PROBLEM: Starting at the top of the listing below, copy each line exactly, stopping after the line that contains "The crate-level functions".

/---

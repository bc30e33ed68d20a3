//! Fairdraw - Cryptographically Secure Sampling Toolkit
//!
//! Unbiased random numbers, permutations and strings, drawn from the
//! operating system CSPRNG.
//!
//! # Features
//! - Integer and double sampling over arbitrary bounds with boundary
//!   exclusion, free of modulo bias (rejection sampling)
//! - Subrange-aware Fisher-Yates shuffling, in place or copying, with an
//!   optional anti-identity guarantee
//! - Random strings over named or custom character sets, with or without
//!   repeated characters
//! - Entropy estimation for string configurations
//!
//! The crate-level functions below draw a fresh [`SecureRandom`] per call
//! and retain nothing. Callers who hold their own `RngCore + CryptoRng`
//! source can use the engines directly.

#![warn(missing_docs)]
#![warn(unsafe_op_in_unsafe_fn)]

// System Modules
pub mod entropy;
pub mod error;
pub mod random;
pub mod shuffle;
pub mod text;
pub mod validation;

// Re-exports
pub use entropy::entropy_bits;
pub use error::{DomainError, Error, ExhaustionError, Result};
pub use random::*;
pub use shuffle::{ShuffleEngine, ShuffleOptions};
pub use text::{CharacterSet, StringEngine, StringRequest};
pub use validation::ValidationError;

/// Crate version
pub const VERSION: &str = "0.1.0";

/// Sample one number from the operating system CSPRNG
///
/// # Errors
/// [`ValidationError`] on malformed shapes, [`DomainError`] on empty
/// domains, [`ExhaustionError`] when the retry budget runs out.
pub fn sample(request: &RandomRequest) -> Result<Number> {
    match request {
        RandomRequest::Integer(req) => sample_integer(req).map(Number::Integer),
        RandomRequest::Double(req) => sample_double(req).map(Number::Double),
    }
}

/// Sample one unbiased integer from the operating system CSPRNG
pub fn sample_integer(request: &IntegerRequest) -> Result<i64> {
    RandomEngine::secure()?.sample_integer(request)
}

/// Sample one double from the operating system CSPRNG
pub fn sample_double(request: &DoubleRequest) -> Result<f64> {
    validation::validate_double_request(request)?;
    RandomEngine::secure()?.sample_double(request)
}

/// Return a securely shuffled copy of `items`
pub fn shuffle<T: Clone + PartialEq>(items: &[T], options: &ShuffleOptions) -> Result<Vec<T>> {
    ShuffleEngine::secure()?.shuffle_copy(items, options)
}

/// Securely shuffle `items` in place
pub fn shuffle_in_place<T: Clone + PartialEq>(
    items: &mut [T],
    options: &ShuffleOptions,
) -> Result<()> {
    ShuffleEngine::secure()?.shuffle_in_place(items, options)
}

/// Generate one random string from the operating system CSPRNG
pub fn generate_string(request: &StringRequest) -> Result<String> {
    if request.length == 0 {
        return Ok(String::new());
    }
    validation::validate_string_request(request)?;
    StringEngine::secure()?.generate(request)
}
//! Secure Sequence Shuffling
//!
//! Subrange-aware Fisher-Yates permutation driven by the unbiased sampling
//! engine. Offers a destructive form that permutes through the caller's
//! slice and a non-destructive form that returns a shuffled copy, plus an
//! anti-identity guarantee that forces the output to differ from the input.

use rand::{CryptoRng, RngCore};
use serde::{Deserialize, Serialize};

use crate::error::{DomainError, Result};
use crate::random::{IntegerRequest, RandomEngine, SecureRandom};

/// Options controlling a shuffle
#[derive(Clone, Copy, Debug, Default, Serialize, Deserialize)]
pub struct ShuffleOptions {
    /// Guarantee the full output differs from the full input.
    ///
    /// Requires at least two elements. The corrective swap excludes the
    /// identity permutation from the output space, a deliberate statistical
    /// bias; unsuitable where every permutation must stay equally likely.
    pub prevent_identical: bool,
    /// First index of the shuffled subrange
    pub start: usize,
    /// One past the last index of the shuffled subrange; `None` means the
    /// full sequence length
    pub end: Option<usize>,
}

impl ShuffleOptions {
    /// Shuffle only `start..end`, leaving everything else in place
    pub fn subrange(start: usize, end: usize) -> Self {
        Self {
            start,
            end: Some(end),
            ..Self::default()
        }
    }

    /// Request the anti-identity guarantee
    pub fn preventing_identical(mut self) -> Self {
        self.prevent_identical = true;
        self
    }
}

/// Secure Shuffle Engine
///
/// Classic Fisher-Yates restricted to a subrange, with index draws routed
/// through [`RandomEngine`] so pivots stay unbiased. Elements outside the
/// subrange are never touched by the permutation itself; the anti-identity
/// corrective swap, when triggered, exchanges the first and last elements
/// of the whole sequence.
pub struct ShuffleEngine<R = SecureRandom> {
    random: RandomEngine<R>,
}

impl ShuffleEngine<SecureRandom> {
    /// Create an engine backed by the operating system CSPRNG
    pub fn secure() -> Result<Self> {
        Ok(Self {
            random: RandomEngine::secure()?,
        })
    }
}

impl<R: RngCore + CryptoRng> ShuffleEngine<R> {
    /// Create an engine over a caller-supplied secure source
    pub fn new(rng: R) -> Self {
        Self {
            random: RandomEngine::new(rng),
        }
    }

    /// Access the underlying sampling engine
    pub fn random_mut(&mut self) -> &mut RandomEngine<R> {
        &mut self.random
    }

    /// Shuffle the caller's slice in place (the destructive form)
    ///
    /// # Errors
    /// [`DomainError`] when the subrange falls outside the sequence, holds
    /// fewer than two elements, or the sequence is too short for
    /// `prevent_identical`.
    pub fn shuffle_in_place<T: Clone + PartialEq>(
        &mut self,
        items: &mut [T],
        options: &ShuffleOptions,
    ) -> Result<()> {
        let (start, end) = resolve_range(items.len(), options)?;
        if end - start < 2 {
            return Err(DomainError::EmptyShuffleRange { start, end }.into());
        }
        check_anti_identity_length(items.len(), options)?;

        let snapshot = if options.prevent_identical {
            Some(items.to_vec())
        } else {
            None
        };

        self.permute(items, start, end)?;

        if let Some(before) = snapshot {
            if items.iter().eq(before.iter()) {
                let last = items.len() - 1;
                items.swap(0, last);
            }
        }

        Ok(())
    }

    /// Return a shuffled copy, leaving the input untouched
    ///
    /// A subrange with fewer than two elements is allowed here; the copy
    /// simply comes back unpermuted (and anti-identity, if requested, still
    /// applies to the whole sequence).
    pub fn shuffle_copy<T: Clone + PartialEq>(
        &mut self,
        items: &[T],
        options: &ShuffleOptions,
    ) -> Result<Vec<T>> {
        let (start, end) = resolve_range(items.len(), options)?;
        check_anti_identity_length(items.len(), options)?;

        let mut output = items.to_vec();
        self.permute(&mut output, start, end)?;

        if options.prevent_identical && output.iter().eq(items.iter()) {
            let last = output.len() - 1;
            output.swap(0, last);
        }

        Ok(output)
    }

    /// Fisher-Yates over `start..end`: walk the subrange from the top,
    /// swapping each position with a uniformly drawn earlier-or-equal one.
    fn permute<T>(&mut self, items: &mut [T], start: usize, end: usize) -> Result<()> {
        for i in (start + 1..end).rev() {
            let pivot = IntegerRequest::new(start as i64, i as i64);
            let j = self.random.sample_integer(&pivot)? as usize;
            items.swap(i, j);
        }

        Ok(())
    }
}

fn resolve_range(len: usize, options: &ShuffleOptions) -> Result<(usize, usize)> {
    let end = options.end.unwrap_or(len);
    if options.start > end || end > len {
        return Err(DomainError::SubrangeOutOfBounds {
            start: options.start,
            end,
            len,
        }
        .into());
    }

    Ok((options.start, end))
}

fn check_anti_identity_length(len: usize, options: &ShuffleOptions) -> Result<()> {
    if options.prevent_identical && len < 2 {
        return Err(DomainError::SequenceTooShort {
            required: 2,
            actual: len,
        }
        .into());
    }

    Ok(())
}
//! Secure Random Byte Source
//!
//! Wraps the operating system's cryptographically secure RNG. Engines accept
//! any `RngCore + CryptoRng` implementation; this is the one they bind to by
//! default.

use rand::{CryptoRng, RngCore};
use zeroize::{Zeroize, ZeroizeOnDrop};

use crate::error::Result;

/// Secure Random Byte Source
///
/// Wraps the operating system's cryptographically secure RNG and implements
/// [`RngCore`] + [`CryptoRng`] so it plugs directly into the engines.
#[derive(Zeroize, ZeroizeOnDrop)]
pub struct SecureRandom {
    #[zeroize(skip)]
    inner: rand_core::OsRng,
}

impl SecureRandom {
    /// Create a new secure source
    pub fn new() -> Result<Self> {
        Ok(Self {
            inner: rand_core::OsRng,
        })
    }

    /// Generate a random byte array
    ///
    /// # Returns
    /// A fixed-size array of random bytes
    pub fn gen_bytes<const N: usize>(&mut self) -> [u8; N] {
        let mut arr = [0u8; N];
        self.fill_bytes(&mut arr);
        arr
    }

    /// Draw one fair boolean from a single byte's parity
    pub fn coin_flip(&mut self) -> bool {
        let [byte] = self.gen_bytes::<1>();
        byte & 1 != 0
    }
}

impl RngCore for SecureRandom {
    fn next_u32(&mut self) -> u32 {
        self.inner.next_u32()
    }

    fn next_u64(&mut self) -> u64 {
        self.inner.next_u64()
    }

    fn fill_bytes(&mut self, dest: &mut [u8]) {
        self.inner.fill_bytes(dest);
    }

    fn try_fill_bytes(&mut self, dest: &mut [u8]) -> std::result::Result<(), rand::Error> {
        self.inner.try_fill_bytes(dest)
    }
}

impl CryptoRng for SecureRandom {}

impl Default for SecureRandom {
    fn default() -> Self {
        Self::new().expect("Failed to create SecureRandom")
    }
}
//! Secure Random Number Generation
//!
//! The CSPRNG byte source and the unbiased sampling engine built on it.
//! Every downstream component draws its randomness through this module.

pub mod sampler;
pub mod source;

pub use sampler::*;
pub use source::*;

/// Upper bound on redraws for any rejection or exclusion retry loop
pub const MAX_DRAW_ATTEMPTS: usize = 30;
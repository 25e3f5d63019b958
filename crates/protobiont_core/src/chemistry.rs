//! Reaction matching and application.
//!
//! Each tick scans the particles that existed when the tick began, in
//! insertion order. A particle's neighborhood is rebuilt from the live
//! arena, so effects applied by earlier particles in the same tick are
//! visible to later ones; particles spawned this tick wait for the next.
//! The first reaction in table order whose pattern holds wins for that
//! particle; later matches are not combined.

use tracing::debug;
use ultraviolet::Vec2;

use protobiont_data::{Orientation, ParticleId, Reaction, ReactionKind, SpeciesRule};

use crate::neighborhood::Neighborhood;
use crate::physics::Physics;

#[derive(Debug, Default)]
pub struct Chemistry {
    reactions: Vec<Reaction>,
}

impl Chemistry {
    #[must_use]
    pub fn new() -> Self {
        Self::default()
    }

    #[must_use]
    pub fn with_reactions(reactions: Vec<Reaction>) -> Self {
        Self { reactions }
    }

    #[must_use]
    pub fn reactions(&self) -> &[Reaction] {
        &self.reactions
    }

    pub fn add_reaction(&mut self, reaction: Reaction) {
        self.reactions.push(reaction);
    }

    pub fn set_reactions(&mut self, reactions: Vec<Reaction>) {
        self.reactions = reactions;
    }

    /// Runs the reaction scan over the current population. Returns how many
    /// particles had a reaction applied.
    pub fn step(&self, physics: &mut Physics) -> usize {
        let mut applied = 0;
        for id in physics.ids() {
            // Destroyed earlier in this same scan.
            let Some(focal) = physics.particle(id) else {
                continue;
            };
            let hood = Neighborhood::around(physics, focal);
            let Some(index) = self
                .reactions
                .iter()
                .position(|reaction| matches(reaction, &hood, physics))
            else {
                continue;
            };
            debug!(
                reaction = %self.reactions[index].description,
                particle = %id,
                "reaction applied"
            );
            self.apply(index, &hood, physics);
            applied += 1;
        }
        applied
    }

    fn apply(&self, index: usize, hood: &Neighborhood, physics: &mut Physics) {
        let reaction = &self.reactions[index];
        if reaction.kind == ReactionKind::Create {
            spawn(reaction, hood, physics);
            return;
        }

        // Sentinel constraints at the target cell affect no particle.
        let SpeciesRule::Is(required) = reaction.target_species() else {
            return;
        };
        let targets: Vec<ParticleId> = hood.cell(reaction.target_x, reaction.target_y).to_vec();
        for target_id in targets {
            let keep = physics
                .particle(target_id)
                .is_some_and(|target| target.species == required);
            if keep {
                affect(reaction, hood.focal(), target_id, physics);
            }
        }
    }
}

/// The pattern holds iff every constrained cell is satisfied: emptiness and
/// occupancy checks on the bucket, or at least one resident of the required
/// species whose state passes the cell's state rule.
fn matches(reaction: &Reaction, hood: &Neighborhood, physics: &Physics) -> bool {
    for x in 0..3 {
        for y in 0..3 {
            match reaction.species[x][y] {
                SpeciesRule::Ignore => {}
                SpeciesRule::Empty => {
                    if !hood.cell(x, y).is_empty() {
                        return false;
                    }
                }
                SpeciesRule::Occupied => {
                    if hood.cell(x, y).is_empty() {
                        return false;
                    }
                }
                SpeciesRule::Is(species) => {
                    let state_rule = reaction.states[x][y];
                    let found = hood.cell(x, y).iter().any(|&id| {
                        physics
                            .particle(id)
                            .is_some_and(|p| p.species == species && state_rule.accepts(p.state))
                    });
                    if !found {
                        return false;
                    }
                }
            }
        }
    }
    true
}

/// State writes land first, then the kind effect. Reads of the focal
/// particle happen per target so that effects on it from earlier targets in
/// the same application are honored.
fn affect(reaction: &Reaction, focal_id: ParticleId, target_id: ParticleId, physics: &mut Physics) {
    if let Some(state) = reaction.source_state {
        if let Some(focal) = physics.particle_mut(focal_id) {
            focal.state = state;
        }
    }
    if let Some(state) = reaction.target_state {
        if let Some(target) = physics.particle_mut(target_id) {
            target.state = state;
        }
    }

    match reaction.kind {
        // Handled before the target loop.
        ReactionKind::Create => {}
        ReactionKind::Bond => {
            let Some(focal) = physics.particle(focal_id) else {
                return;
            };
            let source = focal.orientation.aim(reaction.source_bond.index() as i32);
            let target = focal.orientation.aim(reaction.target_bond.index() as i32);
            physics.create_bond(focal_id, source, target_id, target, reaction.bond_strength);
        }
        ReactionKind::SetSpecies => {
            if let Some(target) = physics.particle_mut(target_id) {
                target.species = reaction.new_species;
            }
        }
        // Covered by the uniform state writes above.
        ReactionKind::SetState => {}
        ReactionKind::Orient => {
            let Some(focal) = physics.particle(focal_id) else {
                return;
            };
            let direction = focal.orientation.aim(reaction.orientation.direction.index() as i32);
            let mirrored = focal.orientation.mirror_of_mirror(reaction.orientation.mirrored);
            if let Some(target) = physics.particle_mut(target_id) {
                target.orientation = Orientation::new(direction, mirrored);
            }
        }
        ReactionKind::Unbond => {
            let Some(target) = physics.particle(target_id) else {
                return;
            };
            let direction = target.orientation.aim(reaction.source_bond.index() as i32);
            physics.remove_bond(target_id, direction);
        }
        ReactionKind::Destroy => {
            physics.remove_particle(target_id);
        }
    }
}

/// Spawns at the world cell addressed by the resolved target coordinates.
/// Off-grid targets and a full population both quietly spawn nothing.
fn spawn(reaction: &Reaction, hood: &Neighborhood, physics: &mut Physics) {
    let Some(focal) = physics.particle(hood.focal()) else {
        return;
    };
    let (cell_x, cell_y) = hood.resolve(reaction.target_x, reaction.target_y);
    let position = focal.position + Vec2::new(cell_x as f32 - 1.0, cell_y as f32 - 1.0);
    let velocity = focal.velocity;
    let parent = focal.orientation;

    let grid = &physics.config().grid;
    if position.x < 0.0
        || position.x >= grid.width as f32
        || position.y < 0.0
        || position.y >= grid.height as f32
    {
        return;
    }
    let Some(spawned_id) = physics.create_particle(reaction.new_species) else {
        return;
    };

    let direction = parent.aim(reaction.orientation.direction.index() as i32);
    let mirrored = parent.mirror_of_mirror(reaction.orientation.mirrored);
    if let Some(spawned) = physics.particle_mut(spawned_id) {
        spawned.position = position;
        spawned.velocity = velocity;
        spawned.orientation = Orientation::new(direction, mirrored);
        if let Some(state) = reaction.target_state {
            spawned.state = state;
        }
    }
    if let Some(state) = reaction.source_state {
        if let Some(focal) = physics.particle_mut(hood.focal()) {
            focal.state = state;
        }
    }
}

\---

SOLVED PROBLEM:
repository bc30e33ed68d20a3
//! Fairdraw - Cryptographically Secure Sampling Toolkit
//!
//! Unbiased random numbers, permutations and strings, drawn from the
//! operating system CSPRNG.
//!
//! # Features
//! - Integer and double sampling over arbitrary bounds with boundary
//!   exclusion, free of modulo bias (rejection sampling)
//! - Subrange-aware Fisher-Yates shuffling, in place or copying, with an
//!   optional anti-identity guarantee
//! - Random strings over named or custom character sets, with or without
//!   repeated characters
//! - Entropy estimation for string configurations
//!
//! The crate-level functions below draw a fresh [`SecureRandom`] per call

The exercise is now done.